--- Records supplied ---

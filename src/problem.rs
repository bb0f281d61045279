//! # Problem Module
//!
//! Turns a ride-share problem description (persons, locations, cars) into
//! the two inputs a search needs: the list of world objects to ground the
//! domain schemas against, and the initial [`State`].
//!
//! Descriptions are usually read from JSON:
//!
//! ```
//! use rideplan::ProblemDescription;
//!
//! let description = ProblemDescription::from_json(r#"{
//!     "persons":   [{ "name": "Ada", "home": "Elm St", "car": "Van" }],
//!     "locations": [{ "name": "Depot", "supply": 40 },
//!                   { "name": "Market", "demand": 40 }],
//!     "cars":      [{ "name": "Van", "capacity": 40, "at": "Depot" }]
//! }"#).unwrap();
//!
//! let problem = description.build().unwrap();
//! // Ada, Depot, Market, Elm St, Van and the world object.
//! assert_eq!(problem.objects.len(), 6);
//! assert_eq!(problem.initial_state.outstanding_demand(), 40);
//! ```

use serde::{Deserialize, Serialize};
use std::collections::HashSet;
use std::path::Path;

use crate::domain::{
    ASSIGNED, AT, CAPACITY, CAR, DEMAND, HOME, IS_ASSIGNED, LOCATION, NUMBER_TRIPS, OWNER,
    PERSON, SUPPLY, TRIPS_TAKEN, WORLD, WORLD_KIND,
};
use crate::entity::{AtomicSentence, Variable, WorldObject};
use crate::state::Metrics;
use crate::{PlanError, Result, State};

#[derive(Debug, Clone, PartialEq, Serialize, Deserialize)]
pub struct PersonSpec {
    pub name: String,
    pub home: String,
    /// Starting location; defaults to `home`.
    #[serde(default)]
    pub at: Option<String>,
    /// Car the person already sits in.
    #[serde(default)]
    pub car: Option<String>,
}

#[derive(Debug, Clone, PartialEq, Serialize, Deserialize)]
pub struct LocationSpec {
    pub name: String,
    #[serde(default)]
    pub supply: i64,
    #[serde(default)]
    pub demand: i64,
}

#[derive(Debug, Clone, PartialEq, Serialize, Deserialize)]
pub struct CarSpec {
    pub name: String,
    pub capacity: i64,
    #[serde(default)]
    pub owner: Option<String>,
    pub at: String,
}

/// Serializable description of a ride-share problem.
#[derive(Debug, Clone, Default, PartialEq, Serialize, Deserialize)]
pub struct ProblemDescription {
    #[serde(default)]
    pub persons: Vec<PersonSpec>,
    #[serde(default)]
    pub locations: Vec<LocationSpec>,
    #[serde(default)]
    pub cars: Vec<CarSpec>,
}

/// A loaded problem: world objects plus the initial state.
#[derive(Debug, Clone)]
pub struct Problem {
    pub objects: Vec<WorldObject>,
    pub initial_state: State,
}

impl ProblemDescription {
    pub fn from_json(json: &str) -> Result<Self> {
        Ok(serde_json::from_str(json)?)
    }

    pub fn load(path: impl AsRef<Path>) -> Result<Self> {
        let contents = std::fs::read_to_string(path)?;
        Self::from_json(&contents)
    }

    /// Listed locations followed by any person home not already listed.
    fn all_locations(&self) -> Vec<LocationSpec> {
        let mut locations = self.locations.clone();
        for person in &self.persons {
            if !locations.iter().any(|l| l.name == person.home) {
                locations.push(LocationSpec {
                    name: person.home.clone(),
                    supply: 0,
                    demand: 0,
                });
            }
        }
        locations
    }

    /// Checks names are unique and every reference resolves.
    ///
    /// # Errors
    ///
    /// Returns `PlanError::InvalidProblem` describing the first violation.
    pub fn validate(&self) -> Result<()> {
        let locations = self.all_locations();
        let invalid = |msg: String| -> Result<()> { Err(PlanError::InvalidProblem(msg)) };

        let mut names = HashSet::new();
        let all_names = self
            .persons
            .iter()
            .map(|p| p.name.as_str())
            .chain(locations.iter().map(|l| l.name.as_str()))
            .chain(self.cars.iter().map(|c| c.name.as_str()));
        for name in all_names {
            if name == WORLD {
                return invalid(format!("'{}' is a reserved name", WORLD));
            }
            if !names.insert(name) {
                return invalid(format!("duplicate name '{}'", name));
            }
        }

        let is_location = |name: &str| locations.iter().any(|l| l.name == name);
        for location in &self.locations {
            if location.supply < 0 || location.demand < 0 {
                return invalid(format!(
                    "location '{}' has negative supply or demand",
                    location.name
                ));
            }
        }
        for car in &self.cars {
            if car.capacity < 0 {
                return invalid(format!("car '{}' has negative capacity", car.name));
            }
            if !is_location(car.at.as_str()) {
                return invalid(format!("car '{}' is at unknown location '{}'", car.name, car.at));
            }
            if let Some(owner) = &car.owner {
                if !self.persons.iter().any(|p| &p.name == owner) {
                    return invalid(format!("car '{}' has unknown owner '{}'", car.name, owner));
                }
            }
        }
        for person in &self.persons {
            if let Some(at) = &person.at {
                if !is_location(at.as_str()) {
                    return invalid(format!(
                        "person '{}' is at unknown location '{}'",
                        person.name, at
                    ));
                }
            }
            if let Some(car) = &person.car {
                if !self.cars.iter().any(|c| &c.name == car) {
                    return invalid(format!(
                        "person '{}' is assigned to unknown car '{}'",
                        person.name, car
                    ));
                }
            }
        }
        Ok(())
    }

    /// Loads the problem into world objects and an initial state.
    pub fn build(&self) -> Result<Problem> {
        let objects = build_world_objects(self)?;
        let initial_state = initial_state_from_objects(self, &objects)?;
        Ok(Problem {
            objects,
            initial_state,
        })
    }
}

/// World objects in grounding order: persons, locations, cars, the world.
pub fn build_world_objects(description: &ProblemDescription) -> Result<Vec<WorldObject>> {
    description.validate()?;

    let mut objects = Vec::new();
    for person in &description.persons {
        objects.push(
            WorldObject::new(&person.name, PERSON)
                .with_number(TRIPS_TAKEN, 0)
                .with_text(HOME, &person.home),
        );
    }
    for location in description.all_locations() {
        objects.push(
            WorldObject::new(location.name, LOCATION)
                .with_number(SUPPLY, location.supply)
                .with_number(DEMAND, location.demand),
        );
    }
    for car in &description.cars {
        let mut object = WorldObject::new(&car.name, CAR).with_number(CAPACITY, car.capacity);
        if let Some(owner) = &car.owner {
            object = object.with_text(OWNER, owner);
        }
        objects.push(object);
    }
    objects.push(WorldObject::new(WORLD, WORLD_KIND).with_number(NUMBER_TRIPS, 0));

    log::debug!("Built {} world objects", objects.len());
    Ok(objects)
}

/// Builds the initial state of `description`.
///
/// # Errors
///
/// Returns `PlanError::InvalidProblem` if the description fails validation.
pub fn build_initial_state(description: &ProblemDescription) -> Result<State> {
    let objects = build_world_objects(description)?;
    initial_state_from_objects(description, &objects)
}

fn initial_state_from_objects(
    description: &ProblemDescription,
    objects: &[WorldObject],
) -> Result<State> {
    let term = |identity: &str| -> Result<Variable> {
        let object = objects
            .iter()
            .find(|o| o.identity == identity)
            .ok_or_else(|| PlanError::InvalidProblem(format!("unknown object '{}'", identity)))?;
        let mut var = Variable::new(&object.identity, &object.kind);
        var.bind(object)?;
        Ok(var)
    };

    let mut state = State::new(Vec::new(), Metrics::new());

    for person in &description.persons {
        match &person.car {
            Some(car) => {
                state.assert_fact(AtomicSentence::new(
                    ASSIGNED,
                    vec![term(&person.name)?, term(car)?],
                ));
                state.assert_fact(AtomicSentence::new(IS_ASSIGNED, vec![term(&person.name)?]));
            }
            None => {
                let at = person.at.as_deref().unwrap_or(person.home.as_str());
                state.assert_fact(AtomicSentence::new(AT, vec![term(at)?, term(&person.name)?]));
            }
        }
    }
    for car in &description.cars {
        state.assert_fact(AtomicSentence::new(AT, vec![term(&car.name)?, term(&car.at)?]));
    }

    for object in objects {
        let attributes: &[&str] = match object.kind.as_str() {
            PERSON => &[TRIPS_TAKEN],
            LOCATION => &[SUPPLY, DEMAND],
            CAR => &[CAPACITY],
            WORLD_KIND => &[NUMBER_TRIPS],
            _ => &[],
        };
        for attribute in attributes {
            if let Some(value) = object.number(attribute) {
                state.set_metric(&object.identity, *attribute, value);
            }
        }
    }

    log::info!(
        "Initial state: {} facts, demand {}, supply {}",
        state.facts().len(),
        state.outstanding_demand(),
        state.outstanding_supply()
    );
    Ok(state)
}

---

# What you have to do:
Please find every line in the records that contains the word "struct", and copy it out.

# Solution below:
pub struct PersonSpec {
pub struct LocationSpec {
pub struct CarSpec {
pub struct ProblemDescription {
pub struct Problem {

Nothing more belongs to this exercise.